Darkest Hour
     

Director: Joe Wright
Year: 2015
Rating: 7.5

I can’t recall how it came about but when I was around 13 or 14 I had a crush on Winston Churchill. I thought so highly of him that I endeavored to read his four volume History of the British Speaking Peoples. Though I doubt if I ever finished I do recall it being very accessible to read for a young lad. I am not sure how good a historian Churchill was but he could tell a good yarn. Churchill was a great man in my mind.



Years later I came upon his dark brutish side – his virulent racism, his love of Empire and Imperialism, his aristocratic condescension directed at the natives of the third world countries that England ruled, his hard, ruthless stand against their dreams for independence saying at one time “I do not understand the squeamishness about the use of gas. I am strongly in favour of using poisonous gas against uncivilised tribes.” As a young man he fought in wars to suppress local rebellions and thought that Gandhi "ought to be lain bound hand and foot at the gates of Delhi, and then trampled on by an enormous elephant with the new Viceroy seated on its back." He had many failures in his life, in particular at Gallipoli where as First Lord of the Admiralty in WWI he had pushed for this invasion which turned out to be a disaster. There was a lot of ugliness in his life that one senses he never much reflected on in his great surety that he was right.



And yet this same man saved Western Democracy when it tottered on the abyss. His resolve and inspiration kept England going when the rest of Europe lay at Hitler’s feet or complicity aligned themselves with him. When the USA refused to become involved under the maxim of America First. They were alone. Their entire army of 300,000 troops was on the beach at Dunkirk encircled by an overwhelming German army and air force. German invasion seemed very probable. Many in his own party wanted him to negotiate for peace at any cost with Hitler. But Churchill refused. Instead he went to Parliament and gave his famous “We will fight on the beaches” speech and roused the country to his side. And through the nightmare bombing of England, Churchill never wavered from his belief that they could defeat this madman.

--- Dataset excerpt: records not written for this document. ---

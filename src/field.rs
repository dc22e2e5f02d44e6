use std::cmp::Ordering;
use std::fmt;

use num_bigint::BigUint;
use serde::{Serialize, Serializer};

use crate::{Error, Result};

/// An unsigned integer of a fixed byte width, stored little-endian.
///
/// The width (`n8`) is declared once per container and applies to every field
/// element in every subsequent section. The container layer treats values as
/// opaque byte buffers; arithmetic is delegated to [`BigUint`] conversions.
#[derive(Debug, Default, Clone, PartialEq, Eq, Hash)]
pub struct FieldElement {
    bytes: Vec<u8>,
}

impl FieldElement {
    /// Build an element from its little-endian wire representation.
    pub fn from_le_bytes<B>(bytes: B) -> Self
    where
        B: Into<Vec<u8>>,
    {
        Self {
            bytes: bytes.into(),
        }
    }

    /// Encode an arbitrary-precision value into `n8` little-endian bytes.
    ///
    /// Fails with [`Error::MalformedFieldWidth`] when the value does not fit
    /// the width.
    pub fn from_biguint(value: &BigUint, n8: usize) -> Result<Self> {
        let mut bytes = value.to_bytes_le();

        if bytes.len() > n8 {
            return Err(Error::MalformedFieldWidth(n8 as u32));
        }

        bytes.resize(n8, 0);

        Ok(Self { bytes })
    }

    /// Encode a machine word into `n8` little-endian bytes.
    pub fn from_u64(value: u64, n8: usize) -> Result<Self> {
        Self::from_biguint(&BigUint::from(value), n8)
    }

    /// The multiplicative identity at the given width.
    pub fn one(n8: usize) -> Self {
        let mut bytes = vec![0u8; n8.max(1)];

        bytes[0] = 1;

        Self { bytes }
    }

    /// Decode into an arbitrary-precision value. Never truncates to a machine
    /// word.
    pub fn to_biguint(&self) -> BigUint {
        BigUint::from_bytes_le(&self.bytes)
    }

    /// Byte width of this element.
    pub fn n8(&self) -> usize {
        self.bytes.len()
    }

    /// Little-endian wire representation.
    pub fn as_le_bytes(&self) -> &[u8] {
        &self.bytes
    }

    /// Whether the least significant bit is set.
    pub fn is_odd(&self) -> bool {
        self.bytes.first().map(|b| b & 1 == 1).unwrap_or(false)
    }

    /// Loose sanity check for a prime modulus: odd and greater than one.
    ///
    /// Full primality testing is out of scope; this only rejects values that
    /// cannot possibly be an odd-prime field modulus.
    pub fn check_prime(&self) -> Result<()> {
        let gt_one = self.bytes.iter().skip(1).any(|b| *b != 0)
            || self.bytes.first().map(|b| *b > 1).unwrap_or(false);

        if self.is_odd() && gt_one {
            Ok(())
        } else {
            Err(Error::InvalidPrime(self.clone()))
        }
    }
}

impl From<Vec<u8>> for FieldElement {
    fn from(bytes: Vec<u8>) -> Self {
        Self { bytes }
    }
}

impl AsRef<[u8]> for FieldElement {
    fn as_ref(&self) -> &[u8] {
        &self.bytes
    }
}

impl PartialOrd for FieldElement {
    fn partial_cmp(&self, other: &Self) -> Option<Ordering> {
        Some(self.cmp(other))
    }
}

impl Ord for FieldElement {
    fn cmp(&self, other: &Self) -> Ordering {
        // numeric order regardless of width
        self.to_biguint().cmp(&other.to_biguint())
    }
}

impl fmt::Display for FieldElement {
    fn fmt(&self, f: &mut fmt::Formatter<'_>) -> fmt::Result {
        let mut be = self.bytes.clone();

        be.reverse();

        write!(f, "0x{}", hex::encode(be))
    }
}

impl Serialize for FieldElement {
    fn serialize<S>(&self, serializer: S) -> core::result::Result<S::Ok, S::Error>
    where
        S: Serializer,
    {
        serializer.collect_str(self)
    }
}
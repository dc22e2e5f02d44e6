//! Schema for the header section of an `r1cs` container.
//!
//! Only the header (section id 1) has a layout fixed by the container format.
//! The constraint and wire-map payloads carry compiler-defined encodings and
//! are read through the generic section accessor, sized by the counts this
//! header declares.

use std::io::{Read, Seek, Write};

use serde::Serialize;

use crate::{ContainerReader, ContainerWriter, Curve, Error, Family, FieldElement, Result};

/// Section id of the header.
pub const HEADER_SECTION: u32 = 1;

/// Section id of the constraint payload.
///
/// Constraint batches may legitimately repeat this id; read them with
/// [`ContainerReader::iter_sections`].
pub const CONSTRAINTS_SECTION: u32 = 2;

/// Section id of the wire-to-label map.
pub const WIRE_MAP_SECTION: u32 = 3;

/// Header bytes besides the prime: n8, four u32 counters, one u64 and one u32.
const FIXED_LEN: u64 = 32;

/// Semantic view of section id 1 in an `r1cs` container.
///
/// Parsed once per open container and immutable thereafter. The counts are
/// descriptive at this layer; the payload sections are read through the
/// generic accessor using them as sizing hints.
#[derive(Debug, Clone, PartialEq, Eq, Serialize)]
pub struct R1csHeader {
    /// Byte width of every field element in the container.
    pub n8: u32,
    /// Prime modulus of the field, `n8` bytes little-endian.
    pub prime: FieldElement,
    /// Total wire count, including the constant wire.
    pub n_wires: u32,
    /// Public output count.
    pub n_pub_out: u32,
    /// Public input count.
    pub n_pub_in: u32,
    /// Private input count.
    pub n_prv_in: u32,
    /// Label count.
    pub n_labels: u64,
    /// Constraint count.
    pub n_constraints: u32,
}

impl R1csHeader {
    /// Curve implied by the prime, if it is a known modulus.
    pub fn curve(&self) -> Option<Curve> {
        Curve::from_prime(&self.prime)
    }

    /// Read the unique header section of an open container.
    pub fn read<S>(container: &mut ContainerReader<S>) -> Result<Self>
    where
        S: Read + Seek,
    {
        let mut section = container.start_unique_section(HEADER_SECTION)?;

        let n8 = section.read_u32_le()?;

        if n8 == 0 || section.size() != FIXED_LEN + n8 as u64 {
            return Err(Error::MalformedFieldWidth(n8));
        }

        let prime = section.read_field_element(n8 as usize)?;

        prime.check_prime()?;

        let header = Self {
            n8,
            prime,
            n_wires: section.read_u32_le()?,
            n_pub_out: section.read_u32_le()?,
            n_pub_in: section.read_u32_le()?,
            n_prv_in: section.read_u32_le()?,
            n_labels: section.read_u64_le()?,
            n_constraints: section.read_u32_le()?,
        };

        section.end()?;

        Ok(header)
    }

    /// Write the header section into an in-progress container.
    pub fn write<S>(&self, container: &mut ContainerWriter<S>) -> Result<()>
    where
        S: Write + Seek,
    {
        if self.n8 == 0 || self.prime.n8() != self.n8 as usize {
            return Err(Error::MalformedFieldWidth(self.n8));
        }

        let mut section = container.start_section(HEADER_SECTION)?;

        section.write_u32_le(self.n8)?;
        section.write_field_element(&self.prime)?;
        section.write_u32_le(self.n_wires)?;
        section.write_u32_le(self.n_pub_out)?;
        section.write_u32_le(self.n_pub_in)?;
        section.write_u32_le(self.n_prv_in)?;
        section.write_u64_le(self.n_labels)?;
        section.write_u32_le(self.n_constraints)?;

        section.end()
    }
}

/// Open an `r1cs` container, parsing its directory.
pub fn open<S>(source: S) -> Result<ContainerReader<S>>
where
    S: Read + Seek,
{
    ContainerReader::open(source, Family::R1CS)
}
//! Framing layer of the container format.
//!
//! A container is a magic tag, a version word, a section count, and then the
//! declared number of sections laid out back to back, each prefixed by its id
//! and payload size:
//!
//! ```text
//! offset 0:  magic        4 bytes, ASCII
//! offset 4:  version      u32 LE
//! offset 8:  nSections    u32 LE
//! repeated nSections times:
//!   sectionId   u32 LE
//!   sectionSize u64 LE
//!   <sectionSize bytes of payload>
//! ```
//!
//! The same id may appear more than once; whether that is legal is a property
//! of the concrete schema, not of the framing. Header schemas read through
//! [`ContainerReader::start_unique_section`], batched payload schemas through
//! [`ContainerReader::iter_sections`].

mod reader;
mod writer;

pub use reader::{ContainerReader, SectionIter, SectionReader};
pub use writer::{ContainerWriter, SectionWriter};

/// Bytes occupied by the global header (magic, version, section count).
pub const GLOBAL_HEADER_LEN: u64 = 12;

/// Bytes occupied by one directory entry (section id and size).
pub const SECTION_HEADER_LEN: u64 = 12;

/// A format family: the fixed magic tag and the newest version this
/// implementation accepts for it.
#[derive(Debug, Clone, Copy, PartialEq, Eq, Hash)]
pub struct Family {
    /// Four ASCII bytes identifying the family.
    pub magic: [u8; 4],
    /// Maximum accepted version; anything newer is rejected.
    pub max_version: u32,
}

impl Family {
    /// Rank-1 constraint system containers.
    pub const R1CS: Self = Self {
        magic: *b"r1cs",
        max_version: 1,
    };

    /// Witness vector containers.
    pub const WTNS: Self = Self {
        magic: *b"wtns",
        max_version: 2,
    };
}

/// One occurrence of a section in the directory.
#[derive(Debug, Clone, Copy, PartialEq, Eq, Hash)]
pub struct SectionEntry {
    /// Section id, small positive integer defined per format family.
    pub id: u32,
    /// Absolute offset of the payload within the container.
    pub offset: u64,
    /// Declared payload size in bytes.
    pub size: u64,
}
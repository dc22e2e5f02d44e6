//! Schema for `wtns` containers: the header section and the witness vector.

use std::io::{Read, Seek, Write};

use serde::Serialize;

use crate::{ContainerReader, ContainerWriter, Error, Family, FieldElement, Result};

/// Section id of the header.
pub const HEADER_SECTION: u32 = 1;

/// Section id of the witness vector.
pub const WITNESS_SECTION: u32 = 2;

/// Header bytes besides the prime: n8 and the witness count.
const FIXED_LEN: u64 = 8;

/// Semantic view of section id 1 in a `wtns` container.
#[derive(Debug, Clone, PartialEq, Eq, Serialize)]
pub struct WtnsHeader {
    /// Byte width of every field element in the container.
    pub n8: u32,
    /// Prime modulus of the field, `n8` bytes little-endian.
    pub prime: FieldElement,
    /// Number of field elements in the witness vector.
    pub n_witness: u32,
}

impl WtnsHeader {
    /// Read the unique header section of an open container.
    pub fn read<S>(container: &mut ContainerReader<S>) -> Result<Self>
    where
        S: Read + Seek,
    {
        let mut section = container.start_unique_section(HEADER_SECTION)?;

        let n8 = section.read_u32_le()?;

        if n8 == 0 || section.size() != FIXED_LEN + n8 as u64 {
            return Err(Error::MalformedFieldWidth(n8));
        }

        let prime = section.read_field_element(n8 as usize)?;

        prime.check_prime()?;

        let n_witness = section.read_u32_le()?;

        section.end()?;

        Ok(Self {
            n8,
            prime,
            n_witness,
        })
    }

    /// Write the header section into an in-progress container.
    pub fn write<S>(&self, container: &mut ContainerWriter<S>) -> Result<()>
    where
        S: Write + Seek,
    {
        if self.n8 == 0 || self.prime.n8() != self.n8 as usize {
            return Err(Error::MalformedFieldWidth(self.n8));
        }

        let mut section = container.start_section(HEADER_SECTION)?;

        section.write_u32_le(self.n8)?;
        section.write_field_element(&self.prime)?;
        section.write_u32_le(self.n_witness)?;

        section.end()
    }
}

/// Read the witness vector (section id 2) into a caller-owned buffer.
///
/// The section must hold exactly `n_witness` elements of `n8` bytes. Index 0
/// is conventionally the multiplicative identity, but the container format
/// does not enforce that and neither does this function.
pub fn read_witness<S>(
    container: &mut ContainerReader<S>,
    header: &WtnsHeader,
) -> Result<Vec<FieldElement>>
where
    S: Read + Seek,
{
    let mut section = container.start_unique_section(WITNESS_SECTION)?;

    let expected = header.n_witness as u64 * header.n8 as u64;

    if section.size() != expected {
        return Err(Error::SizeMismatch {
            declared: expected,
            actual: section.size(),
        });
    }

    let mut witness = Vec::with_capacity(header.n_witness as usize);

    for _ in 0..header.n_witness {
        witness.push(section.read_field_element(header.n8 as usize)?);
    }

    section.end()?;

    Ok(witness)
}

/// Open a `wtns` container, parsing its directory.
pub fn open<S>(source: S) -> Result<ContainerReader<S>>
where
    S: Read + Seek,
{
    ContainerReader::open(source, Family::WTNS)
}

/// Open a `wtns` container and read both sections.
pub fn read<S>(source: S) -> Result<(WtnsHeader, Vec<FieldElement>)>
where
    S: Read + Seek,
{
    let mut container = open(source)?;
    let header = WtnsHeader::read(&mut container)?;
    let witness = read_witness(&mut container, &header)?;

    Ok((header, witness))
}

/// Write a complete `wtns` container: header section and witness vector.
///
/// Every element must match the header width, and the vector length must
/// match `n_witness`.
pub fn write<S>(sink: S, header: &WtnsHeader, witness: &[FieldElement]) -> Result<S>
where
    S: Write + Seek,
{
    if witness.len() != header.n_witness as usize
        || witness.iter().any(|value| value.n8() != header.n8 as usize)
    {
        return Err(Error::MalformedFieldWidth(header.n8));
    }

    let mut container = ContainerWriter::create(sink, Family::WTNS, Family::WTNS.max_version, 2)?;

    header.write(&mut container)?;

    let mut section = container.start_section(WITNESS_SECTION)?;

    for value in witness {
        section.write_field_element(value)?;
    }

    section.end()?;

    container.close()
}
//! Fixed-width little-endian primitives shared by the framing layer and the
//! section schemas.
//!
//! Byte order is a wire contract: values are little-endian regardless of the
//! host, so the implementations go through [`byteorder`] with an explicit
//! [`LittleEndian`] parameter rather than native conversions.

use std::io;

use byteorder::{LittleEndian, ReadBytesExt, WriteBytesExt};

use crate::{FieldElement, Result};

/// Sequential little-endian reads over any [`io::Read`] source.
///
/// Running out of bytes yields [`Error::TruncatedInput`], never a short read.
///
/// [`Error::TruncatedInput`]: crate::Error::TruncatedInput
pub trait ReadBytesLe: io::Read {
    /// Read a little-endian `u32`.
    fn read_u32_le(&mut self) -> Result<u32> {
        Ok(ReadBytesExt::read_u32::<LittleEndian>(self)?)
    }

    /// Read a little-endian `u64`.
    fn read_u64_le(&mut self) -> Result<u64> {
        Ok(ReadBytesExt::read_u64::<LittleEndian>(self)?)
    }

    /// Read exactly `n8` bytes as a little-endian unsigned integer.
    fn read_field_element(&mut self, n8: usize) -> Result<FieldElement> {
        let mut bytes = vec![0u8; n8];

        self.read_exact(&mut bytes)?;

        Ok(FieldElement::from_le_bytes(bytes))
    }
}

impl<R> ReadBytesLe for R where R: io::Read + ?Sized {}

/// Sequential little-endian writes over any [`io::Write`] sink.
pub trait WriteBytesLe: io::Write {
    /// Write a little-endian `u32`.
    fn write_u32_le(&mut self, value: u32) -> Result<()> {
        Ok(WriteBytesExt::write_u32::<LittleEndian>(self, value)?)
    }

    /// Write a little-endian `u64`.
    fn write_u64_le(&mut self, value: u64) -> Result<()> {
        Ok(WriteBytesExt::write_u64::<LittleEndian>(self, value)?)
    }

    /// Write the full little-endian representation of a field element.
    fn write_field_element(&mut self, value: &FieldElement) -> Result<()> {
        Ok(self.write_all(value.as_le_bytes())?)
    }
}

impl<W> WriteBytesLe for W where W: io::Write + ?Sized {}

#[cfg(test)]
mod tests {
    use super::*;
    use crate::Error;
    use quickcheck::{quickcheck, TestResult};
    use std::io::Cursor;

    #[test]
    fn words_round_trip() {
        fn prop(a: u32, b: u64) -> bool {
            let mut buf = Vec::new();

            buf.write_u32_le(a).and_then(|_| buf.write_u64_le(b)).is_ok() && {
                let mut cursor = Cursor::new(buf);

                cursor.read_u32_le().ok() == Some(a) && cursor.read_u64_le().ok() == Some(b)
            }
        }

        quickcheck(prop as fn(_, _) -> _);
    }

    #[test]
    fn field_elements_round_trip() {
        fn prop(data: Vec<u8>) -> TestResult {
            for n8 in [4usize, 8, 16, 32] {
                let mut bytes = data.clone();

                bytes.resize(n8, 0);

                let fe = FieldElement::from_le_bytes(bytes);
                let mut buf = Vec::new();

                if buf.write_field_element(&fe).is_err() {
                    return TestResult::failed();
                }

                match Cursor::new(buf).read_field_element(n8) {
                    Ok(decoded) if decoded == fe => (),
                    _ => return TestResult::failed(),
                }
            }

            TestResult::passed()
        }

        quickcheck(prop as fn(_) -> _);
    }

    #[test]
    fn wire_order_is_little_endian() {
        let mut buf = Vec::new();

        buf.write_u32_le(0x0102_0304).expect("write to vec");

        assert_eq!(buf, [0x04, 0x03, 0x02, 0x01]);
    }

    #[test]
    fn short_source_is_truncated_input() {
        let mut cursor = Cursor::new(vec![0u8; 3]);

        assert!(matches!(cursor.read_u32_le(), Err(Error::TruncatedInput)));

        let mut cursor = Cursor::new(vec![0u8; 7]);

        assert!(matches!(
            cursor.read_field_element(8),
            Err(Error::TruncatedInput)
        ));
    }
}
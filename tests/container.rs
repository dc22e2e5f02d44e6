use std::io::{Cursor, Seek};

use rand::rngs::StdRng;
use rand::{Rng, SeedableRng};
use zkbin::{ContainerReader, ContainerWriter, Error, Family, Limits, WriteBytesLe};

fn payload(seed: u64, len: usize) -> Vec<u8> {
    let mut rng = StdRng::seed_from_u64(seed);
    let mut bytes = vec![0u8; len];

    rng.fill(bytes.as_mut_slice());

    bytes
}

fn build(family: Family, version: u32, sections: &[(u32, &[u8])]) -> Cursor<Vec<u8>> {
    let cursor = Cursor::new(Vec::new());
    let mut writer = ContainerWriter::create(cursor, family, version, sections.len() as u32)
        .expect("failed to create container");

    for (id, bytes) in sections {
        writer
            .write_section(*id, bytes)
            .expect("failed to write section");
    }

    writer.close().expect("failed to close container")
}

#[test]
fn directory_round_trip() {
    let first = payload(1, 48);
    let second = payload(2, 7);
    let third = payload(3, 0);

    let cursor = build(Family::R1CS, 1, &[(1, &first), (5, &second), (9, &third)]);

    let mut container =
        ContainerReader::open(cursor, Family::R1CS).expect("failed to open container");

    assert_eq!(container.version(), 1);
    assert_eq!(container.section_count(1), 1);
    assert_eq!(container.section_count(5), 1);
    assert_eq!(container.section_count(9), 1);
    assert_eq!(container.section_count(2), 0);

    let mut section = container
        .start_unique_section(5)
        .expect("failed to start section");

    assert_eq!(section.size(), 7);
    assert_eq!(section.read_to_end().expect("failed to read"), second);

    section.end().expect("failed to release");
    drop(section);

    let mut section = container
        .start_unique_section(1)
        .expect("failed to start section");

    section.skip(16).expect("failed to skip");

    assert_eq!(section.remaining(), 32);
    assert_eq!(section.read_to_end().expect("failed to read"), first[16..]);

    section.end().expect("failed to release");
    drop(section);

    let mut section = container
        .start_unique_section(9)
        .expect("failed to start empty section");

    assert_eq!(section.remaining(), 0);

    section.end().expect("failed to release");
}

#[test]
fn file_backed_containers_share_the_framing() {
    let dir = tempfile::tempdir().expect("failed to create tempdir");
    let path = dir.path().join("framing.r1cs");
    let body = payload(12, 24);

    let mut writer = ContainerWriter::create_file(&path, Family::R1CS, 1, 1)
        .expect("failed to create container file");

    writer.write_section(1, &body).expect("failed to write section");
    writer.close().expect("failed to close container");

    let mut container =
        ContainerReader::open_file(&path, Family::R1CS).expect("failed to open container file");

    assert_eq!(container.version(), 1);

    let mut section = container
        .start_unique_section(1)
        .expect("failed to start section");

    assert_eq!(section.read_to_end().expect("failed to read"), body);

    section.end().expect("failed to release");
}

#[test]
fn bad_magic_is_not_a_generic_error() {
    let cursor = build(Family::WTNS, 2, &[(1, &[0u8; 4])]);

    assert!(matches!(
        ContainerReader::open(cursor, Family::R1CS),
        Err(Error::BadMagic(m)) if &m == b"wtns"
    ));
}

#[test]
fn newer_version_is_rejected() {
    let cursor = build(Family::R1CS, 7, &[(1, &[0u8; 4])]);

    assert!(matches!(
        ContainerReader::open(cursor, Family::R1CS),
        Err(Error::UnsupportedVersion { found: 7, max: 1 })
    ));
}

#[test]
fn truncation_mid_directory() {
    // declares two sections, carries one
    let mut bytes = Vec::new();

    bytes.extend_from_slice(b"r1cs");
    bytes.write_u32_le(1).expect("write to vec");
    bytes.write_u32_le(2).expect("write to vec");
    bytes.write_u32_le(1).expect("write to vec");
    bytes.write_u64_le(3).expect("write to vec");
    bytes.extend_from_slice(&[0xaa, 0xbb, 0xcc]);

    assert!(matches!(
        ContainerReader::open(Cursor::new(bytes), Family::R1CS),
        Err(Error::TruncatedInput)
    ));
}

#[test]
fn truncation_mid_payload() {
    // declares eight payload bytes, carries three
    let mut bytes = Vec::new();

    bytes.extend_from_slice(b"r1cs");
    bytes.write_u32_le(1).expect("write to vec");
    bytes.write_u32_le(1).expect("write to vec");
    bytes.write_u32_le(1).expect("write to vec");
    bytes.write_u64_le(8).expect("write to vec");
    bytes.extend_from_slice(&[0xaa, 0xbb, 0xcc]);

    assert!(matches!(
        ContainerReader::open(Cursor::new(bytes), Family::R1CS),
        Err(Error::TruncatedInput)
    ));
}

#[test]
fn trailing_bytes_are_corruption() {
    let mut cursor = build(Family::R1CS, 1, &[(1, &[1, 2, 3])]);

    cursor.seek(std::io::SeekFrom::End(0)).expect("seek to end");
    cursor.get_mut().push(0);

    assert!(matches!(
        ContainerReader::open(cursor, Family::R1CS),
        Err(Error::SizeMismatch { .. })
    ));
}

#[test]
fn unique_access_rejects_duplicates_and_absences() {
    let cursor = build(Family::R1CS, 1, &[(1, &[1]), (1, &[2])]);

    let mut container =
        ContainerReader::open(cursor, Family::R1CS).expect("failed to open container");

    assert!(matches!(
        container.start_unique_section(1),
        Err(Error::DuplicateSection(1))
    ));
    assert!(matches!(
        container.start_unique_section(2),
        Err(Error::SectionNotFound(2))
    ));
}

#[test]
fn release_always_lands_on_the_section_end() {
    let first = payload(4, 16);
    let second = payload(5, 16);

    // partial read, then release
    let cursor = build(Family::R1CS, 1, &[(1, &first), (2, &second)]);
    let mut container =
        ContainerReader::open(cursor, Family::R1CS).expect("failed to open container");

    let mut section = container.start_unique_section(1).expect("start section");
    let mut prefix = [0u8; 3];

    section.read_exact(&mut prefix).expect("partial read");
    section.end().expect("failed to release");

    drop(section);

    let entry = container.entries(1)[0];
    let expected = entry.offset + entry.size;
    let mut source = container.into_inner();

    assert_eq!(source.stream_position().expect("position"), expected);

    // the next section reads the same bytes whether or not the previous one
    // was consumed
    let mut container =
        ContainerReader::open(source, Family::R1CS).expect("failed to reopen container");

    let mut section = container.start_unique_section(2).expect("start section");

    assert_eq!(section.read_to_end().expect("failed to read"), second);

    section.end().expect("failed to release");
}

#[test]
fn released_cursor_is_unusable() {
    let cursor = build(Family::R1CS, 1, &[(1, &payload(6, 8))]);
    let mut container =
        ContainerReader::open(cursor, Family::R1CS).expect("failed to open container");

    let mut section = container.start_unique_section(1).expect("start section");

    section.end().expect("failed to release");

    assert!(matches!(section.read_u32_le(), Err(Error::UseAfterRelease)));
    assert!(matches!(section.end(), Err(Error::UseAfterRelease)));
}

#[test]
fn dropped_cursor_still_advances_the_stream() {
    let second = payload(7, 12);
    let cursor = build(Family::R1CS, 1, &[(1, &payload(8, 12)), (2, &second)]);
    let mut container =
        ContainerReader::open(cursor, Family::R1CS).expect("failed to open container");

    {
        let _section = container.start_unique_section(1).expect("start section");
    }

    let mut section = container.start_unique_section(2).expect("start section");

    assert_eq!(section.read_to_end().expect("failed to read"), second);

    section.end().expect("failed to release");
}

#[test]
fn over_read_is_a_hard_error() {
    let cursor = build(Family::R1CS, 1, &[(1, &[1, 2, 3, 4])]);
    let mut container =
        ContainerReader::open(cursor, Family::R1CS).expect("failed to open container");

    let mut section = container.start_unique_section(1).expect("start section");

    assert!(matches!(section.read_u64_le(), Err(Error::TruncatedInput)));
}

#[test]
fn repeated_sections_iterate_in_file_order() {
    let batches: Vec<Vec<u8>> = vec![payload(9, 10), payload(10, 20), payload(11, 30)];
    let sections: Vec<(u32, &[u8])> = batches.iter().map(|b| (2, b.as_slice())).collect();

    let cursor = build(Family::R1CS, 1, &sections);
    let mut container =
        ContainerReader::open(cursor, Family::R1CS).expect("failed to open container");

    assert_eq!(container.section_count(2), 3);

    let mut iter = container.iter_sections(2);
    let mut decoded = Vec::new();

    while let Some(mut section) = iter.next_section().expect("failed to advance") {
        decoded.push(section.read_to_end().expect("failed to read"));
        section.end().expect("failed to release");
    }

    assert_eq!(decoded, batches);
    assert_eq!(iter.remaining(), 0);
    assert!(iter.next_section().expect("exhausted pass").is_none());

    // absent id yields an empty pass, not an error
    let mut iter = container.iter_sections(42);

    assert!(iter.next_section().expect("empty pass").is_none());

    // positioned access to a single occurrence, counted in file order
    let mut section = container
        .start_section_at(2, 1)
        .expect("failed to start occurrence");

    assert_eq!(section.read_to_end().expect("failed to read"), batches[1]);

    section.end().expect("failed to release");
    drop(section);

    assert!(matches!(
        container.start_section_at(2, 3),
        Err(Error::SectionNotFound(2))
    ));
}

#[test]
fn closing_with_missing_sections_is_incomplete() {
    let mut writer = ContainerWriter::create(Cursor::new(Vec::new()), Family::WTNS, 2, 2)
        .expect("failed to create container");

    writer.write_section(1, &[0u8; 8]).expect("write section");

    assert!(matches!(
        writer.close(),
        Err(Error::IncompleteContainer {
            declared: 2,
            written: 1
        })
    ));
}

#[test]
fn writing_past_the_declared_count_overflows() {
    let mut writer = ContainerWriter::create(Cursor::new(Vec::new()), Family::WTNS, 2, 1)
        .expect("failed to create container");

    writer.write_section(1, &[0u8; 8]).expect("write section");

    assert!(matches!(
        writer.start_section(2),
        Err(Error::SectionOverflow { declared: 1 })
    ));
}

#[test]
fn limits_bound_the_directory_walk() {
    let cursor = build(Family::R1CS, 1, &[(1, &[0u8; 4]), (2, &[0u8; 4])]);
    let mut limits = Limits::default();

    limits.with_max_sections(1);

    assert!(matches!(
        ContainerReader::open_with_limits(cursor, Family::R1CS, limits),
        Err(Error::TooManySections { found: 2, max: 1 })
    ));

    let cursor = build(Family::R1CS, 1, &[(1, &[0u8; 64])]);
    let mut limits = Limits::default();

    limits.with_max_section_size(32);

    assert!(matches!(
        ContainerReader::open_with_limits(cursor, Family::R1CS, limits),
        Err(Error::SectionTooLarge {
            id: 1,
            size: 64,
            max: 32
        })
    ));
}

The film is titled the Darkest Hour, but in fact it focuses on Churchill’s finest hours – from when he (Gary Oldman) became Prime Minister to Dunkirk fighting his deep doubts, his cabinet and a world slipping into Fascism. We too are going through dark times and this film should be a reminder that freedom and democracy are worth fighting for. That those who enable evil or stay silent will not be remembered well.